Suppose the degree of a tangent to a plane is 5.67. If it’s a right angle, the measure of the degree of the tangent is the angle between the two straight lines passing through the point of the tangent.
Answer choice B: 52.5 degree
Identifying an isosceles right triangle is a great way to learn about a math concept. The “not drawn to scale” notation is especially helpful when attempting to identify an isosceles right triangle. For example, what are the angles of a triangle if you are looking for the side XY and side YZ? A triangle with sides XY and YZ is an isosceles right triangle.
The SAT tests the wits of its students with a variety of math questions, including the ones above. This question can be solved in the traditional manner or by answering the question first, then doing the math. A little bit of math is always better than no math at all, and you will have a better chance of doing well in the SAT if you practice a few times before sitting for the test.
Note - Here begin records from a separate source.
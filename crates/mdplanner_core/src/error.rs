//! Engine-wide error taxonomy.
//!
//! # Responsibility
//! - Classify failures into not-found, malformed input, and I/O families.
//! - Carry the offending path for every filesystem failure.
//!
//! # Invariants
//! - Field-level parse problems never reach this type; they degrade to
//!   documented defaults inside the section codecs.
//! - `Io` always names the path that failed.

use crate::markup::section::RegistryError;
use std::error::Error;
use std::fmt::{Display, Formatter};
use std::io;
use std::path::{Path, PathBuf};

pub type StoreResult<T> = Result<T, StoreError>;

/// Error returned by store and persistence operations.
#[derive(Debug)]
pub enum StoreError {
    /// Filesystem failure while touching `path`.
    Io { path: PathBuf, source: io::Error },
    /// Requested record id is absent from its collection.
    NotFound { kind: &'static str, id: String },
    /// Project file does not exist in the data directory.
    ProjectNotFound(String),
    /// Project file already exists in the data directory.
    ProjectExists(String),
    /// Record operation attempted before a project was selected.
    NoActiveProject,
    /// Caller supplied a value that cannot be stored.
    InvalidInput(String),
    /// Section registry rejected a marker.
    Registry(RegistryError),
}

impl StoreError {
    pub(crate) fn io(path: impl AsRef<Path>, source: io::Error) -> Self {
        Self::Io {
            path: path.as_ref().to_path_buf(),
            source,
        }
    }

    pub(crate) fn not_found(kind: &'static str, id: impl Into<String>) -> Self {
        Self::NotFound {
            kind,
            id: id.into(),
        }
    }

    /// Stable machine-readable code used in log lines.
    pub fn code(&self) -> &'static str {
        match self {
            Self::Io { .. } => "io_failed",
            Self::NotFound { .. } => "not_found",
            Self::ProjectNotFound(_) => "project_not_found",
            Self::ProjectExists(_) => "project_exists",
            Self::NoActiveProject => "no_active_project",
            Self::InvalidInput(_) => "invalid_input",
            Self::Registry(_) => "registry_rejected",
        }
    }
}

impl Display for StoreError {
    fn fmt(&self, f: &mut Formatter<'_>) -> std::fmt::Result {
        match self {
            Self::Io { path, source } => write!(f, "io error at {}: {source}", path.display()),
            Self::NotFound { kind, id } => write!(f, "{kind} not found: {id}"),
            Self::ProjectNotFound(name) => write!(f, "project not found: {name}"),
            Self::ProjectExists(name) => write!(f, "project already exists: {name}"),
            Self::NoActiveProject => write!(f, "no active project selected"),
            Self::InvalidInput(message) => write!(f, "invalid input: {message}"),
            Self::Registry(err) => write!(f, "{err}"),
        }
    }
}

impl Error for StoreError {
    fn source(&self) -> Option<&(dyn Error + 'static)> {
        match self {
            Self::Io { source, .. } => Some(source),
            Self::Registry(err) => Some(err),
            _ => None,
        }
    }
}

impl From<RegistryError> for StoreError {
    fn from(value: RegistryError) -> Self {
        Self::Registry(value)
    }
}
Answer choice C: 63 degree
Choosing an answer choice C: 63 degree of an angle whose tangent is 5.67 is a great choice for this problem. You need to figure out how long side a is and which segment of side a meets side c in a right angle. If you use the half angle formula, you will find that the angle between the two sides of the bed is 22 degrees and that side a is 6.0 miles long. You can also use the fractional formula, which gives you the fraction of the angle that the top and bottom meet. It can be cleaned up by multiplying the top and bottom by 2 – 2.
Using the formula, you will find that the tangent to the angle is 5.67 degrees. However, you can also calculate the tangent using the half angle formula. You can also calculate the tangent using the formula by dividing the sine by the cosine.